Work required:
Report how many lines below contain the word "IdempotencyStore", and give only that number.

Data shown:
[Start of Attachment]
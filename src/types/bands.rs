//! Risk band and alert level enums.
//!
//! All ordering comparisons between bands go through [`RiskBand::rank`] —
//! never string comparison against band names.

use serde::{Deserialize, Serialize};
use std::str::FromStr;

/// Environmental risk band assigned by the ERI classifier.
#[derive(Debug, Clone, Copy, PartialEq, Eq, Hash, Serialize, Deserialize)]
#[serde(rename_all = "UPPERCASE")]
pub enum RiskBand {
    Low,
    Medium,
    High,
    Critical,
}

impl RiskBand {
    /// Numeric rank for threshold comparisons: LOW=0 … CRITICAL=3.
    pub const fn rank(self) -> u8 {
        match self {
            Self::Low => 0,
            Self::Medium => 1,
            Self::High => 2,
            Self::Critical => 3,
        }
    }

    pub const fn as_str(self) -> &'static str {
        match self {
            Self::Low => "LOW",
            Self::Medium => "MEDIUM",
            Self::High => "HIGH",
            Self::Critical => "CRITICAL",
        }
    }
}

impl FromStr for RiskBand {
    type Err = String;

    fn from_str(s: &str) -> Result<Self, Self::Err> {
        match s.trim().to_ascii_uppercase().as_str() {
            "LOW" => Ok(Self::Low),
            "MEDIUM" => Ok(Self::Medium),
            "HIGH" => Ok(Self::High),
            "CRITICAL" => Ok(Self::Critical),
            other => Err(format!("unknown risk band: {other:?}")),
        }
    }
}

impl std::fmt::Display for RiskBand {
    fn fmt(&self, f: &mut std::fmt::Formatter<'_>) -> std::fmt::Result {
        f.write_str(self.as_str())
    }
}

/// Operator-facing alert level derived from the risk band at routing time.
#[derive(Debug, Clone, Copy, PartialEq, Eq, Serialize, Deserialize)]
#[serde(rename_all = "UPPERCASE")]
pub enum AlertLevel {
    Info,
    Warning,
    Critical,
}

impl AlertLevel {
    /// MEDIUM → INFO, HIGH → WARNING, CRITICAL → CRITICAL.
    ///
    /// LOW never reaches the router output; it maps to INFO for completeness.
    pub const fn from_band(band: RiskBand) -> Self {
        match band {
            RiskBand::Low | RiskBand::Medium => Self::Info,
            RiskBand::High => Self::Warning,
            RiskBand::Critical => Self::Critical,
        }
    }

    pub const fn as_str(self) -> &'static str {
        match self {
            Self::Info => "INFO",
            Self::Warning => "WARNING",
            Self::Critical => "CRITICAL",
        }
    }
}

impl std::fmt::Display for AlertLevel {
    fn fmt(&self, f: &mut std::fmt::Formatter<'_>) -> std::fmt::Result {
        f.write_str(self.as_str())
    }
}

#[cfg(test)]
mod tests {
    use super::*;

    #[test]
    fn band_ranks_are_strictly_ordered() {
        assert!(RiskBand::Low.rank() < RiskBand::Medium.rank());
        assert!(RiskBand::Medium.rank() < RiskBand::High.rank());
        assert!(RiskBand::High.rank() < RiskBand::Critical.rank());
    }

    #[test]
    fn band_parses_case_insensitively() {
        assert_eq!("medium".parse::<RiskBand>(), Ok(RiskBand::Medium));
        assert_eq!("CRITICAL".parse::<RiskBand>(), Ok(RiskBand::Critical));
        assert!("SEVERE".parse::<RiskBand>().is_err());
    }

    #[test]
    fn alert_level_mapping() {
        assert_eq!(AlertLevel::from_band(RiskBand::Medium), AlertLevel::Info);
        assert_eq!(AlertLevel::from_band(RiskBand::High), AlertLevel::Warning);
        assert_eq!(
            AlertLevel::from_band(RiskBand::Critical),
            AlertLevel::Critical
        );
    }

    #[test]
    fn band_serializes_uppercase() {
        let json = serde_json::to_string(&RiskBand::High).unwrap();
        assert_eq!(json, "\"HIGH\"");
    }
}
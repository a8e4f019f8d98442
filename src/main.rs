use mailgate::api::{create_router, AppState};
use mailgate::config::Settings;
use mailgate::idempotency::{CleanupJob, IdempotencyStore};
use mailgate::observability::{init_logging, LogConfig, LogFormat};
use mailgate::sender::SmtpSender;
use mailgate::services::SendService;
use std::net::SocketAddr;
use std::sync::Arc;
use tracing::{info, warn};

#[tokio::main]
async fn main() -> anyhow::Result<()> {
    dotenvy::dotenv().ok();

    let settings = Settings::new()?;

    init_logging(&LogConfig {
        level: settings.application.log_level.clone(),
        format: LogFormat::from(settings.application.log_format.as_str()),
        ..LogConfig::default()
    });
    info!("Configuration loaded");

    let store = Arc::new(IdempotencyStore::new(settings.idempotency.ttl_seconds));
    info!(
        ttl_seconds = store.ttl_seconds(),
        "Idempotency store initialized"
    );

    let send_service = if settings.smtp.is_configured() {
        let sender = SmtpSender::new(&settings.smtp)?;
        info!(host = %settings.smtp.host, port = settings.smtp.port, "SMTP sender configured");
        Some(Arc::new(SendService::new(Arc::new(sender), store.clone())))
    } else {
        warn!("SMTP not configured; /v1/send will return 503");
        None
    };

    if settings.idempotency.sweep_interval_seconds > 0 {
        CleanupJob::new(store.clone(), settings.idempotency.sweep_interval_seconds).start();
    }

    let state = AppState::new(settings.auth.api_key.clone(), send_service);
    let app = create_router(state);

    let addr = SocketAddr::from(([0, 0, 0, 0], settings.application.port));
    let listener = tokio::net::TcpListener::bind(addr).await?;
    info!("Listening on {}", addr);

    axum::serve(listener, app)
        .with_graceful_shutdown(shutdown_signal())
        .await?;

    info!("Server shutdown complete");
    Ok(())
}

async fn shutdown_signal() {
    if let Err(err) = tokio::signal::ctrl_c().await {
        warn!("Failed to install shutdown handler: {}", err);
        return;
    }
    info!("Shutdown signal received");
}
pub mod logging;

pub use logging::{init_logging, mask_email, mask_sensitive, LogConfig, LogFormat};
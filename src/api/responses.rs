use chrono::{DateTime, Utc};
use serde::{Deserialize, Serialize};

/// Wire envelope for POST /v1/send. A cached failure is returned with HTTP
/// 200 and `ok == false`: the lookup succeeded, the original send did not.
#[derive(Debug, Clone, Serialize, Deserialize)]
pub struct SendEmailResponse {
    pub ok: bool,
    #[serde(skip_serializing_if = "Option::is_none")]
    pub message_id: Option<String>,
    #[serde(skip_serializing_if = "Option::is_none")]
    pub provider: Option<String>,
    #[serde(skip_serializing_if = "Option::is_none")]
    pub error_code: Option<String>,
    #[serde(skip_serializing_if = "Option::is_none")]
    pub error_message: Option<String>,
}

impl SendEmailResponse {
    pub fn sent(message_id: String, provider: String) -> Self {
        Self {
            ok: true,
            message_id: Some(message_id),
            provider: Some(provider),
            error_code: None,
            error_message: None,
        }
    }

    pub fn replayed(succeeded: bool, message_id: String, provider: String) -> Self {
        Self {
            ok: succeeded,
            message_id: if message_id.is_empty() {
                None
            } else {
                Some(message_id)
            },
            provider: Some(provider),
            error_code: None,
            error_message: None,
        }
    }

    pub fn failure(code: impl Into<String>, message: impl Into<String>) -> Self {
        Self {
            ok: false,
            message_id: None,
            provider: None,
            error_code: Some(code.into()),
            error_message: Some(message.into()),
        }
    }
}

/// Liveness probe response.
#[derive(Debug, Clone, Serialize, Deserialize)]
pub struct HealthResponse {
    pub status: String,
    pub service: String,
    pub version: String,
    pub timestamp: DateTime<Utc>,
}

impl HealthResponse {
    pub fn ok() -> Self {
        Self {
            status: "ok".to_string(),
            service: env!("CARGO_PKG_NAME").to_string(),
            version: env!("CARGO_PKG_VERSION").to_string(),
            timestamp: Utc::now(),
        }
    }
}

#[cfg(test)]
mod tests {
    use super::*;

    #[test]
    fn test_success_serialization_omits_error_fields() {
        let response = SendEmailResponse::sent("mid-1".to_string(), "smtp".to_string());
        let json = serde_json::to_string(&response).unwrap();
        assert!(json.contains("\"ok\":true"));
        assert!(json.contains("\"message_id\":\"mid-1\""));
        assert!(json.contains("\"provider\":\"smtp\""));
        assert!(!json.contains("error_code"));
    }

    #[test]
    fn test_failure_serialization_omits_message_id() {
        let response = SendEmailResponse::failure("send_failed", "connection refused");
        let json = serde_json::to_string(&response).unwrap();
        assert!(json.contains("\"ok\":false"));
        assert!(json.contains("\"error_code\":\"send_failed\""));
        assert!(!json.contains("message_id"));
    }

    #[test]
    fn test_replayed_failure_has_no_message_id() {
        let response = SendEmailResponse::replayed(false, String::new(), "smtp".to_string());
        assert!(!response.ok);
        assert!(response.message_id.is_none());
        assert!(response.error_code.is_none());
    }
}
pub mod handlers;
pub mod requests;
pub mod responses;
pub mod routes;

pub use routes::{create_router, AppState};
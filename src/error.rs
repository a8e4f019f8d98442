use thiserror::Error;

/// Application error type.
#[derive(Debug, Error)]
pub enum AppError {
    #[error("invalid mail address: {0}")]
    Address(#[from] lettre::address::AddressError),

    #[error("failed to build mail message: {0}")]
    Message(#[from] lettre::error::Error),

    #[error("smtp transport error: {0}")]
    Transport(#[from] lettre::transport::smtp::Error),

    #[error(transparent)]
    Internal(#[from] anyhow::Error),
}

pub type Result<T> = std::result::Result<T, AppError>;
[End of Attachment]
Response below:
2